KUALA LUMPUR: The High Court has exempted Terengganu Sultanah Nur Zahirah from giving evidence to prove her defamation suit against Sarawak Report editor Clare Rewcastle Brown and two others.
Judge Ahmad Zaidi Ibrahim said that on the face of the suit, the defendants had defamed the plaintiff.
“In the minds of the reasonable person, the impugned passage in a book has cast aspersions on the plaintiff. So defamation has been proved,” he said, referring to the publication The Sarawak Report – The Inside Story of the 1MDB Expose.
Zaidi said he concurred with counsel for the plaintiff, Mohd Haaziq Pillai, that the defendants need not bring a language expert to prove the passage in the book was not defamatory.
“It is plain and obvious that the reference as ‘her” in the contentious passage must be the plaintiff and not the Sultan,” he said.
Zaidi said the “ball has now been shifted to the defendants” and they could take the stand to rely on the defence available in defamation cases or take a position of no case to answer.
Rewcastle Brown and the two others have cited the defence of justification, fair comment and qualified privilege.

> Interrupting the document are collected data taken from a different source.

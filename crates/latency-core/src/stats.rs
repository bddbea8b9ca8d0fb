//! Latency samples and summary statistics.

use serde::{Serialize, Serializer};
use std::time::Duration;

/// Timings for one create/cancel iteration.
#[derive(Debug, Clone, PartialEq, Eq, Serialize)]
pub struct LatencySample {
    /// Zero-based iteration index
    pub iteration: usize,
    /// Venue order id returned by the create response
    pub order_id: String,
    #[serde(rename = "create_ms", serialize_with = "as_millis")]
    pub create: Duration,
    #[serde(rename = "cancel_ms", serialize_with = "as_millis")]
    pub cancel: Duration,
}

impl LatencySample {
    /// Create plus cancel
    pub fn round_trip(&self) -> Duration {
        self.create + self.cancel
    }
}

/// Summary of one latency series.
#[derive(Debug, Clone, Copy, PartialEq, Eq, Serialize)]
pub struct LatencyStats {
    pub count: usize,
    #[serde(rename = "mean_ms", serialize_with = "as_millis")]
    pub mean: Duration,
    #[serde(rename = "min_ms", serialize_with = "as_millis")]
    pub min: Duration,
    #[serde(rename = "max_ms", serialize_with = "as_millis")]
    pub max: Duration,
    #[serde(rename = "p50_ms", serialize_with = "as_millis")]
    pub p50: Duration,
    #[serde(rename = "p99_ms", serialize_with = "as_millis")]
    pub p99: Duration,
}

impl LatencyStats {
    /// Summarize `series`; `None` when it is empty.
    pub fn from_series(series: &[Duration]) -> Option<Self> {
        if series.is_empty() {
            return None;
        }

        let mut sorted = series.to_vec();
        sorted.sort_unstable();

        let total: Duration = sorted.iter().sum();
        Some(Self {
            count: sorted.len(),
            mean: total / sorted.len() as u32,
            min: sorted[0],
            max: sorted[sorted.len() - 1],
            p50: nearest_rank(&sorted, 50.0),
            p99: nearest_rank(&sorted, 99.0),
        })
    }
}

/// Nearest-rank percentile over an ascending, non-empty slice.
fn nearest_rank(sorted: &[Duration], percentile: f64) -> Duration {
    let rank = ((percentile / 100.0) * sorted.len() as f64).ceil() as usize;
    sorted[rank.clamp(1, sorted.len()) - 1]
}

/// Outcome of a sampling run.
#[derive(Debug, Clone, Serialize)]
pub struct LatencyReport {
    pub samples: Vec<LatencySample>,
    pub create: LatencyStats,
    pub cancel: LatencyStats,
    pub round_trip: LatencyStats,
}

impl LatencyReport {
    /// Build a report; `None` when no iteration completed.
    pub fn from_samples(samples: Vec<LatencySample>) -> Option<Self> {
        let create: Vec<_> = samples.iter().map(|s| s.create).collect();
        let cancel: Vec<_> = samples.iter().map(|s| s.cancel).collect();
        let round_trip: Vec<_> = samples.iter().map(LatencySample::round_trip).collect();

        Some(Self {
            create: LatencyStats::from_series(&create)?,
            cancel: LatencyStats::from_series(&cancel)?,
            round_trip: LatencyStats::from_series(&round_trip)?,
            samples,
        })
    }

    pub fn mean_create(&self) -> Duration {
        self.create.mean
    }

    pub fn mean_cancel(&self) -> Duration {
        self.cancel.mean
    }
}

fn as_millis<S: Serializer>(duration: &Duration, serializer: S) -> Result<S::Ok, S::Error> {
    serializer.serialize_f64(duration.as_secs_f64() * 1000.0)
}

The judge has fixed case management on Jan 20.
Sultanah Nur Zahirah filed the application for her suit to be decided by summary judgment on May 27 under Order 14A of the Rules of Court 2012.

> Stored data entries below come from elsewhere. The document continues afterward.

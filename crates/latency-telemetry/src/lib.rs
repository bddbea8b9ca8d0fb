//! # Latency Telemetry
//!
//! Logging setup for the order latency harness.
//!
//! ## Usage
//!
//! ```rust,ignore
//! use latency_telemetry::{init_telemetry, TelemetryConfig};
//!
//! fn main() {
//!     let config = TelemetryConfig::from_env();
//!     let _guard = init_telemetry(config).expect("Failed to init telemetry");
//!
//!     // Logs from every workspace crate are now written to stderr
//! }
//! ```
//!
//! ## Environment Variables
//!
//! | Variable | Default | Description |
//! |----------|---------|-------------|
//! | `OL_SERVICE_NAME` | `order-latency` | Service name in log output |
//! | `OL_LOG_LEVEL` / `RUST_LOG` | `info` | Log filter directive |
//! | `OL_CONSOLE_OUTPUT` | `true` | Write logs at all |
//! | `OL_JSON_LOGS` | `false` | One JSON object per line |

mod config;
mod logging;
mod subscriber;

pub use config::TelemetryConfig;
pub use subscriber::build_filter;

use std::time::Instant;
use thiserror::Error;

/// Telemetry initialization errors
#[derive(Error, Debug)]
pub enum TelemetryError {
    #[error("invalid log filter {0}")]
    Filter(String),

    #[error("failed to install subscriber: {0}")]
    Init(String),
}

/// Install the global subscriber described by `config`.
///
/// Returns a guard to hold for the lifetime of the process.
pub fn init_telemetry(config: TelemetryConfig) -> Result<TelemetryGuard, TelemetryError> {
    subscriber::init_subscriber(&config)?;

    Ok(TelemetryGuard {
        service_name: config.service_name,
        started: Instant::now(),
    })
}

/// Guard that keeps telemetry active. Logs shutdown on drop.
pub struct TelemetryGuard {
    service_name: String,
    started: Instant,
}

impl TelemetryGuard {
    pub fn service_name(&self) -> &str {
        &self.service_name
    }
}

impl Drop for TelemetryGuard {
    fn drop(&mut self) {
        tracing::info!(
            service = %self.service_name,
            uptime_ms = self.started.elapsed().as_millis() as u64,
            "Shutting down telemetry"
        );
    }
}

She had sued Rewcastle Brown, or Clare Louis Brown, Gerakbudaya Enterprise publisher Chong Ton Sin and printer Vinlin Press Sdn Bhd as the first, second and third defendants, respectively, on Nov 21 last year.
She alleged that Rewcastle Brown made a disparaging statement about her in her book, and claimed that it could be taken to mean she was involved in corrupt practices and interfered in Terengganu’s administration besides using her status to influence the establishment of Terengganu Investment Authority (TIA), which later became 1MDB.
She alleged the statement also construed her as having helped Low Taek Jho, also known as Jho Low, to become the adviser of TIA.
Sultanah Nur Zahirah contended that she had never involved herself in the administration of Terengganu state and establishment of TIA and, therefore, the statement had slandered and tarnished her reputation.
She is claiming general damages of RM100 million from each defendant and is seeking an order for the publisher to withdraw the book containing the defamatory statement and for the third defendant to stop further printing of the book.
Lawyer Kalis Isma Alif, who appeared for the defendants, told reporters he would take instruction from his clients on whether to file an appeal.